ランサムウェア(身代金要求ウイルス)の脅威は増すばかり、大手企業も標的に
現在ランサムウェア(身代金要求ウイルス)の脅威は拡大の一途をたどっており、2020年6月8日に本田技研工業株式会社を襲ったサイバー攻撃による、世界規模で発生したシステム障害もランサムウェアが原因と言われています。
大企業を対象にしたサイバー攻撃の脅威はますます増加しており、今後も工場をもつ企業や医療機関が狙われる可能性があると警鐘を鳴らしている。
変化を伴うランサムウェアの手口
ランサムウェアのランサム(ransom)とは身代金を意味する。

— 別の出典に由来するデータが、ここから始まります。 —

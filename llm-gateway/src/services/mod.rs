//! Provider service implementations.

pub mod ollama_service;
pub mod open_ai_service;
//! Configuration types and env-driven constructors.

pub mod default_config;
pub mod llm_model_config;
pub mod llm_provider;
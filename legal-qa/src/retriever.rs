//! First retrieval stage: wide candidate search.

use std::sync::Arc;

use chunk_store::Chunk;
use tracing::debug;

use crate::{error::QaError, traits::ChunkSearch};

/// Fetches similarity candidates for a question.
pub struct CandidateRetriever {
    search: Arc<dyn ChunkSearch>,
}

impl CandidateRetriever {
    pub fn new(search: Arc<dyn ChunkSearch>) -> Self {
        Self { search }
    }

    /// Returns up to `k` candidates in descending similarity order.
    ///
    /// # Errors
    /// `QaError::Retrieval` when the search collaborator fails.
    pub async fn retrieve(&self, question: &str, k: u64) -> Result<Vec<Chunk>, QaError> {
        let chunks = self.search.search(question, k).await?;
        debug!("retrieved {} candidates (asked {k})", chunks.len());
        Ok(chunks)
    }
}
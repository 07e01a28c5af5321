//! Icon source resolution: a request's `source` is either a path to a
//! markup file or the markup itself, recognized by a leading `<`.

use anyhow::Context as _;

use crate::foundation::error::{ViviconError, ViviconResult};

/// True when the source string is inline markup rather than a path.
pub fn is_inline(source: &str) -> bool {
    source.trim_start().starts_with('<')
}

/// Resolve a source to markup text. Paths are read from disk; inline
/// markup passes through as-is.
pub fn load_markup(source: &str) -> ViviconResult<String> {
    if is_inline(source) {
        return Ok(source.to_string());
    }

    let path = source.trim();
    let markup =
        std::fs::read_to_string(path).with_context(|| format!("read icon source {path}"))?;
    if markup.trim_start().is_empty() {
        return Err(ViviconError::validation(format!(
            "icon source {path} is empty"
        )));
    }
    Ok(markup)
}

#[cfg(test)]
mod tests {
    use super::*;
    use std::io::Write as _;

    #[test]
    fn inline_markup_is_recognized_by_a_leading_angle_bracket() {
        assert!(is_inline("<svg/>"));
        assert!(is_inline("  <svg/>"));
        assert!(!is_inline("icons/home.svg"));
    }

    #[test]
    fn inline_markup_loads_verbatim() {
        let markup = r#"<svg viewBox="0 0 24 24"/>"#;
        assert_eq!(load_markup(markup).unwrap(), markup);
    }

    #[test]
    fn files_load_from_disk() {
        let dir = tempfile::tempdir().unwrap();
        let path = dir.path().join("icon.svg");
        let mut file = std::fs::File::create(&path).unwrap();
        write!(file, r#"<svg viewBox="0 0 24 24"/>"#).unwrap();

        let markup = load_markup(path.to_str().unwrap()).unwrap();
        assert!(markup.starts_with("<svg"));
    }

    #[test]
    fn missing_files_error_with_the_path() {
        let err = load_markup("definitely/not/here.svg").unwrap_err();
        assert!(err.to_string().contains("definitely/not/here.svg"));
    }

    #[test]
    fn empty_files_are_rejected() {
        let dir = tempfile::tempdir().unwrap();
        let path = dir.path().join("empty.svg");
        std::fs::File::create(&path).unwrap();
        assert!(load_markup(path.to_str().unwrap()).is_err());
    }
}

ランサムウェアは企業などのネットワークに存在するサーバーに不正アクセスを行い、ファイルやデータを暗号化し鍵をかけるウイルスであり、鍵の開錠を行うために多額の費用を請求するという悪質なウイルスである。
身代金はビットコインなどの暗号資産(仮想通貨)で請求されることが多く、攻撃者は身代金の授受が完了した場合に、ファイルやデータの復元ツールや情報をメールなどで送信する。
従来型の脅迫方法は、多くのユーザーにウイルスをばらまき、被害にあったユーザーが自発的に身代金を振り込むのを待つ待機型が主流であり、身代金額は定額に設定され、薄く広く要求するパターンが多かった。しかし、最近は薄く広くというパターンからはずれ、ある特定の組織を狙う標的型攻撃に狙いが変わってきている。
企業の機密事項である重要な情報にターゲットを絞り、その機密事項が外部漏洩することによる企業のダメージ効果を考え、高額の身代金を要求するパターンが増加してきている。
企業防衛としてのランサムウェア対策
暗号化が行われ、ファイルやデータにアクセス不可能になった場合を想定して、外部にバックアップを作成することが一番に考えられる対策方法であった。
しかし、この様な企業のセキュリティ対策を嘲笑うかのように、攻撃者は暗号化される前のファイルやデータを盗み出し、かつ、身代金を支払わなければデータを公開するという手口に変化してきている。
また盗み出したデータが本当に真正なデータであることを証明するために、データの一部をダークウェブに公開するという非常に狡猾な手口による要求も増加しているという。
現在暗号化を行うランサムウェアについては対策ソフトが開発されてきており、ファイルやデータの復元化ツールを用いることで要求された身代金を支払わなくても済む可能性がある。
しかし一方では、不正アクセスにより盗み出されてしまったデータについて公開されたり、第三者に販売されたりというリスクはまだつきまとっている。企業の情報防衛戦略にはまだ完全な対策は構築できていない。今後も不正アクセスを行う攻撃者との戦いは続いていくだろう。